虽然这两年美国狂印美元导致国际大宗物资价格上涨,但3亿吨在煤炭进口量在39亿吨的自产量面前,从逻辑上来讲,本来不足以支撑国内煤炭价格如此幅度的猛涨。
然而,很不幸的是,中国的煤炭产业在八九十年代就已经完成了市场化改革,煤炭价格完全由市场制定。煤炭的价格波动将直接影响电价,而电作为国民生活必需品,如上面所说,即便是老牌资本主义国家也不敢让其乱涨价,仍需要采取计划定价。
为了克服煤炭市场化带来的弊端,保障电企利益,平抑电价,国家实行了电煤价格双轨制政策,电煤供需双方采取两种不同定价机制。2004年国家开始实行煤电联动机制,2005年首次执行煤电联动。一种是年初煤炭企业和电力企业签订的重点合同煤价(实际上就是计划煤价),以低于前期市场价的价格锁定一年供应量;另一种是市场煤价,价格随行就市。

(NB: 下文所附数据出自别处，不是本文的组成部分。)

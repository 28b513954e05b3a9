//! Streaming chat and image generation for OpenAI-compatible APIs.
//!
//! The core of the crate is a cancellable streaming pipeline:
//!
//! - [`stream::ResponseStreamer`] consumes a transport's chunked completion
//!   response and republishes it as ordered [`stream::StreamEvent`]s, with a
//!   cooperative stop check polled between chunks.
//! - [`ledger::MessageLedger`] records conversation turns, tracks each
//!   turn's streaming state, and notifies listeners after mutation batches.
//! - [`session::ChatSession`] ties the two together: prompts are built from
//!   ledger history and stream events are folded back into the ledger.
//!
//! Transports implement [`chat::ChatTransport`]. The remote
//! [`backends::OpenAiTransport`] and the offline [`backends::MockTransport`]
//! satisfy the same contract, so mock mode is invisible to callers.
//!
//! # Example
//!
//! ```no_run
//! use std::sync::Arc;
//!
//! use sidechat::backends::MockTransport;
//! use sidechat::session::{ChatSession, SessionOptions};
//! use sidechat::stream::ResponseStreamer;
//!
//! # #[tokio::main]
//! # async fn main() -> Result<(), sidechat::ChatError> {
//! let streamer = ResponseStreamer::new(Arc::new(MockTransport::new(50)));
//! let session = ChatSession::new(streamer, SessionOptions::default());
//! session.send("Hello!").await?;
//! # Ok(())
//! # }
//! ```

pub mod backends;
pub mod builder;
pub mod chat;
pub mod config;
pub mod error;
pub mod image;
pub mod ledger;
pub mod session;
pub mod store;
pub mod stream;
pub mod templates;

pub use builder::{TransportBackend, TransportBuilder};
pub use chat::{ChatMessage, ChatRole, ChatTransport, Prompt};
pub use config::AppConfig;
pub use error::ChatError;
pub use image::{GeneratedImage, ImageFormat, ImagePrompt, ImageSize};
pub use ledger::{Direction, Message, MessageLedger, MessageState};
pub use session::{ChatSession, SessionOptions};
pub use stream::{ControlSignal, ResponseStreamer, StreamEvent};

/// Initializes env_logger-based logging for binaries embedding the crate.
#[cfg(feature = "logging")]
pub fn init_logging() {
    env_logger::init();
}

但是,市场经济下这样的企业联动机制很快出现弊端。当重点合同煤价远低于市场价时,煤炭企业会违约或者以次充好弥补损失;而当重点合同煤价远高于市场价时,发电企业就会弃约转买市场煤。双轨制尽管在平抑电价方面发挥了一定的作用,但煤电市场主体各自维护自身利益的做法,越来越让双轨制形同虚设。
2015年底,发改委发布《关于完善煤电价格联动机制有关事项的通知》对已经执行了12年的煤电价格联动机制进行了调整,煤电价格联动机制开始松动;2017年,面对上涨的煤价与火电企业的经营困难,政府通过专项资金调配的方式一方面降低面向工商业的电网销售电价,一方面提高发电企业的上网电价;2018年的政府工作报告,明确提出“大幅降低企业非税负担”、“一般工商业电价平均降低10%”的目标,在此背景下,煤电联动搁浅;2019年的政府工作报告又提出:“深化电力市场化改革,清理电价附加收费,降低制造业用电成本,一般工商业平均电价再降低10%。”在降低私营工商业电价的要求下,上游发电侧的上网电价执行煤电联动上调变成奢望,煤电联动机制已名存实亡,“电力市场化改革”、“让电力恢复商品属性”已成“箭在弦上”之势。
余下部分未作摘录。